Everyone loves a good dogpile. And this week, the poor sap at the bottom of the pile happens to be Microsoft Office.
The very thought of Microsoft's longest-running mega-hit falling on hard times is more than a little weird: Since Office evicted WordPerfect from the business-software pinnacle nearly two decades ago, it has generated more pure profit than any application ever created. Yet since Microsoft lost a high-profile standards battle with the Commonwealth of Massachusetts last week, you'd think the Office team was just another bloated, overpriced software package, padding its absurdly high margins with forced upgrades and features no one realized they needed.
While I can buy the part about Office being bloated, overpriced, and driven entirely by marketing hype rather than actual user needs, it's hard to envision it as "just another example" of anything. In fact, in the (admittedly brief) history of the software industry, Office stands alone.
Plenty of products claim to compete against Office; judging from the PR material they generate, you'd think they were breathing straight down the back of Microsoft's fat, sweaty, soon-to-be has-been neck. To divine the truth, however, you only need to know one thing: Office still generates margins in the neighborhood of 80 percent. If this is what "competition" gets us, I'd love to see what the numbers would look like if Redmond wasn't trapped in this free-market pressure cooker.

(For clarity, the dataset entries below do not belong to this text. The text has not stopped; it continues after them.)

//! A running game between two players.
//!
//! `Session` is the controller: it owns the engine, asks the active player
//! for an action, forwards that action to the engine, and delivers the
//! resulting events to every registered listener.
//!
//! ## Lifecycle
//!
//! A session is `NotStarted` until [`Session::start`], which announces the
//! first player with `GameInitialized`. Every action before that fails with
//! `NotStarted`. After the engine reports game over, every action fails with
//! `GameConcluded`.

use tracing::{debug, info, instrument, warn};

use super::player::{Player, PlayerAction};
use crate::board::{Coordinate, Geometry};
use crate::core::{Color, ColorMap, GameError, GameEvent, GameListener, Result};
use crate::rules::{Captures, GameView, Outcome, Phase, Reversi};

type BoxedPlayer<G> = Box<dyn Player<<G as Geometry>::Coord>>;

/// Controller for one game.
pub struct Session<G: Geometry> {
    game: Reversi<G>,
    players: ColorMap<BoxedPlayer<G>>,
    listeners: Vec<Box<dyn GameListener>>,
    started: bool,
    turns: usize,
}

impl<G: Geometry> Session<G> {
    /// Seat `black` and `white` at `game`.
    ///
    /// Fails with `InvalidConfiguration` if a player's color does not match its seat.
    pub fn new(
        game: Reversi<G>,
        black: impl Player<G::Coord> + 'static,
        white: impl Player<G::Coord> + 'static,
    ) -> Result<Self> {
        for (seat, player) in [(Color::Black, black.color()), (Color::White, white.color())] {
            if seat != player {
                return Err(GameError::InvalidConfiguration(format!(
                    "{player} player seated as {seat}"
                )));
            }
        }

        let black: BoxedPlayer<G> = Box::new(black);
        let white: BoxedPlayer<G> = Box::new(white);
        Ok(Self {
            game,
            players: ColorMap::from_pair(black, white),
            listeners: Vec::new(),
            started: false,
            turns: 0,
        })
    }

    /// Register a listener. It receives every event from now on.
    pub fn add_listener(&mut self, listener: impl GameListener + 'static) {
        self.listeners.push(Box::new(listener));
    }

    /// Read access to the engine.
    #[must_use]
    pub fn game(&self) -> &Reversi<G> {
        &self.game
    }

    /// `NotStarted` before `start`, then the engine's phase.
    #[must_use]
    pub fn phase(&self) -> Phase {
        if self.started {
            self.game.phase()
        } else {
            Phase::NotStarted
        }
    }

    /// Turns played so far, passes included.
    #[must_use]
    pub fn turns(&self) -> usize {
        self.turns
    }

    /// Begin play and announce who moves first.
    pub fn start(&mut self) -> Result<()> {
        if self.started {
            return Err(GameError::AlreadyStarted);
        }

        self.started = true;
        let first = self.game.active_player();
        info!(topology = %G::TOPOLOGY, side_length = self.game.side_length(), %first, "session started");
        self.broadcast(&[GameEvent::GameInitialized(first)]);
        Ok(())
    }

    /// The active player places at (`row`, `col`).
    pub fn move_chosen(&mut self, row: i32, col: i32) -> Result<Captures<G::Coord>> {
        let active = self.game.active_player();
        self.place(active, G::Coord::new(col, row))
    }

    /// The active player passes.
    pub fn pass_chosen(&mut self) -> Result<()> {
        let active = self.game.active_player();
        self.pass(active)
    }

    /// Carry out `action` on behalf of `player`.
    pub fn submit(&mut self, player: Color, action: PlayerAction<G::Coord>) -> Result<()> {
        match action {
            PlayerAction::Move(at) => self.place(player, at).map(|_| ()),
            PlayerAction::Pass => self.pass(player),
        }
    }

    /// Ask the active player for an action and carry it out.
    ///
    /// Returns the action taken. A rejected action is returned as an error
    /// and the turn stays with the same player.
    #[instrument(skip(self), fields(turn = self.turns))]
    pub fn play_turn(&mut self) -> Result<PlayerAction<G::Coord>> {
        self.ensure_running()?;

        let active = self.game.active_player();
        let action = self.players[active].take_turn(&self.game)?;
        debug!(%active, ?action, "player chose");

        self.submit(active, action)?;
        Ok(action)
    }

    /// Play until the game ends or `max_turns` turns have been played.
    ///
    /// Starts the session if needed. Fails with `GameInProgress` if the turn
    /// limit is reached first.
    pub fn run(&mut self, max_turns: usize) -> Result<Outcome> {
        if !self.started {
            self.start()?;
        }

        while !self.game.is_over() && self.turns < max_turns {
            self.play_turn()?;
        }

        let outcome = self.game.winner()?;
        info!(?outcome, turns = self.turns, scores = ?self.game.scores(), "game over");
        Ok(outcome)
    }

    fn place(&mut self, player: Color, at: G::Coord) -> Result<Captures<G::Coord>> {
        self.ensure_running()?;

        match self.game.apply_move(player, at) {
            Ok((flipped, events)) => {
                self.turns += 1;
                self.broadcast(&events);
                Ok(flipped)
            }
            Err(err) => {
                warn!(%player, %at, %err, "move rejected");
                Err(err)
            }
        }
    }

    fn pass(&mut self, player: Color) -> Result<()> {
        self.ensure_running()?;

        match self.game.skip(player) {
            Ok(events) => {
                self.turns += 1;
                self.broadcast(&events);
                Ok(())
            }
            Err(err) => {
                warn!(%player, %err, "pass rejected");
                Err(err)
            }
        }
    }

    fn ensure_running(&self) -> Result<()> {
        if !self.started {
            return Err(GameError::NotStarted);
        }
        Ok(())
    }

    /// Each event goes to every listener before the next event is sent.
    fn broadcast(&mut self, events: &[GameEvent]) {
        for event in events {
            for listener in &mut self.listeners {
                crate::core::dispatch(std::slice::from_ref(event), listener.as_mut());
            }
        }
    }
}

impl<G: Geometry> std::fmt::Debug for Session<G> {
    fn fmt(&self, f: &mut std::fmt::Formatter<'_>) -> std::fmt::Result {
        f.debug_struct("Session")
            .field("game", &self.game)
            .field("listeners", &self.listeners.len())
            .field("started", &self.started)
            .field("turns", &self.turns)
            .finish_non_exhaustive()
    }
}

#[cfg(test)]
mod tests {
    use std::cell::RefCell;
    use std::rc::Rc;

    use super::*;
    use crate::board::SquareCoord;
    use crate::controller::{AiPlayer, ScriptedPlayer};
    use crate::core::EventLog;
    use crate::rules::{HexReversi, SquareReversi};
    use crate::strategy::CaptureMost;

    fn scripted(
        black: Vec<PlayerAction<SquareCoord>>,
        white: Vec<PlayerAction<SquareCoord>>,
    ) -> Session<crate::board::Square> {
        Session::new(
            SquareReversi::new(8).unwrap(),
            ScriptedPlayer::new(Color::Black, black),
            ScriptedPlayer::new(Color::White, white),
        )
        .unwrap()
    }

    #[test]
    fn test_rejects_mismatched_seats() {
        let result = Session::new(
            SquareReversi::new(8).unwrap(),
            ScriptedPlayer::<SquareCoord>::new(Color::White, []),
            ScriptedPlayer::new(Color::White, []),
        );
        assert!(matches!(result, Err(GameError::InvalidConfiguration(_))));
    }

    #[test]
    fn test_actions_before_start() {
        let mut session = scripted(vec![], vec![]);
        assert_eq!(session.phase(), Phase::NotStarted);
        assert_eq!(session.move_chosen(2, 4), Err(GameError::NotStarted));
        assert_eq!(session.pass_chosen(), Err(GameError::NotStarted));
        assert_eq!(session.play_turn(), Err(GameError::NotStarted));

        session.start().unwrap();
        assert_eq!(session.phase(), Phase::Playing);
        assert_eq!(session.start(), Err(GameError::AlreadyStarted));
        assert_eq!(session.phase(), Phase::Playing);
    }

    #[test]
    fn test_events_reach_listeners_in_order() {
        let log = Rc::new(RefCell::new(EventLog::new()));
        let mut session = scripted(vec![], vec![]);
        session.add_listener(Rc::clone(&log));

        session.start().unwrap();
        session.move_chosen(2, 4).unwrap();
        session.pass_chosen().unwrap();
        session.pass_chosen().unwrap();

        assert_eq!(
            log.borrow().events,
            vec![
                GameEvent::GameInitialized(Color::Black),
                GameEvent::TurnChanged(Color::White),
                GameEvent::BoardChanged,
                GameEvent::TurnChanged(Color::Black),
                GameEvent::BoardChanged,
                GameEvent::BoardChanged,
                GameEvent::GameOver,
            ]
        );
        assert_eq!(session.phase(), Phase::Over);
        assert_eq!(session.turns(), 3);
    }

    #[test]
    fn test_rejected_move_keeps_turn() {
        let log = Rc::new(RefCell::new(EventLog::new()));
        let mut session = scripted(vec![], vec![]);
        session.add_listener(Rc::clone(&log));
        session.start().unwrap();
        log.borrow_mut().take();

        assert_eq!(
            session.move_chosen(0, 0),
            Err(GameError::IllegalMove { col: 0, row: 0 })
        );
        assert_eq!(
            session.submit(Color::White, PlayerAction::Pass),
            Err(GameError::WrongTurn {
                player: Color::White,
                active: Color::Black
            })
        );
        assert!(log.borrow().events.is_empty());
        assert_eq!(session.game().active_player(), Color::Black);
        assert_eq!(session.turns(), 0);
    }

    #[test]
    fn test_play_turn_uses_active_player() {
        let mut session = scripted(
            vec![PlayerAction::Move(SquareCoord::new(4, 2))],
            vec![PlayerAction::Pass],
        );
        session.start().unwrap();

        assert_eq!(
            session.play_turn().unwrap(),
            PlayerAction::Move(SquareCoord::new(4, 2))
        );
        assert_eq!(session.game().score(Color::Black), 4);
        assert_eq!(session.play_turn().unwrap(), PlayerAction::Pass);
        assert_eq!(session.game().active_player(), Color::Black);
    }

    #[test]
    fn test_run_ai_to_completion() {
        let mut session = Session::new(
            HexReversi::new(7).unwrap(),
            AiPlayer::new(Color::Black, CaptureMost),
            AiPlayer::new(Color::White, CaptureMost),
        )
        .unwrap();

        let outcome = session.run(1_000).unwrap();
        assert!(session.game().is_over());
        assert_eq!(session.game().winner(), Ok(outcome));
        assert_eq!(session.move_chosen(0, 3), Err(GameError::GameConcluded));
    }

    #[test]
    fn test_run_stops_at_turn_limit() {
        let mut session = Session::new(
            SquareReversi::new(8).unwrap(),
            AiPlayer::new(Color::Black, CaptureMost),
            AiPlayer::new(Color::White, CaptureMost),
        )
        .unwrap();

        assert_eq!(session.run(3), Err(GameError::GameInProgress));
        assert_eq!(session.turns(), 3);
    }
}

Nevertheless, for the first time in two decades, it is possible to imagine (without the aid of a concussion or psychedelic drugs), a situation where Office might be vulnerable. The impending Office 12 update is, by most accounts, a fairly radical departure from the existing version's look and feel; many users will, at least for a time, find themselves wishing they were using a product with a more familiar interface. At the same time, the beating Microsoft took in Beantown is likely to give other organizations, both in the public and private sectors, an opportunity to look more closely at competing products. Although it's hard to tell yet whether the media buzz surrounding the move to the OpenDoc format is anything more than a collective hallucination, more than a few market-watchers agree that Microsoft did, indeed, blunder badly when it refused to support ODF -- a move that would have made the entire controversy moot, in a single stroke.
Whether or not Office has one foot in the grave, there are already plenty of vultures sizing up a potential meal: Sun's PR execs, for example, practically fell over one another trying to point out that the company's StarOffice suite worked quite nicely with ODF, thank you very much. And as luck would have it, Sun just released StarOffice 8 to generally positive reviews, while open-source sibling OpenOffice.org is currently taking its first major upgrade through final pre-release paces.
Finally, there's the icing on the cake: Google's just-announced alliance with Sun, which includes a yet-to-be-detailed endorsement of StarOffice. If this is a carefully scripted chapter in Google's super secret plan to smash Microsoft out of existence, then we may as well turn over the planet to these people right now -- resistance, as the man says, is futile.
It's far more likely, of course, that we're watching Fortune serve up precisely the dish Microsoft ordered this time around: a potent mix of bad luck, bad timing, bad decisions, and (rumor has it) bad karma.
Either way, it's up to Google to make the most of its opportunity, "endorsing" StarOffice, and OpenOffice, and every other Not-Office office suite willing to accept a bottomless expense account and the kind of marketing you'd have to leave the planet to escape. The reason why is obvious: For years, Microsoft reveled in those high double-digit margins from its sales of Office, to the point of becoming utterly dependent upon them.
Now the worm has turned: If a price war cuts those margins to, say, a pathetic 40 or 50 percent, it would still gut Microsoft's profits -- and in all likelihood, ignite a bloodbath in the equity markets.
So here we are, watching Office deal with its first real period of weakness in many years; competitors for which "free" is an everyday price are circling hungrily; and Google standing by, ready to pour its own special brand of gasoline on this smoldering pile of embers.
I don't know about any of you, but I'm not going anywhere until I see how this turns out.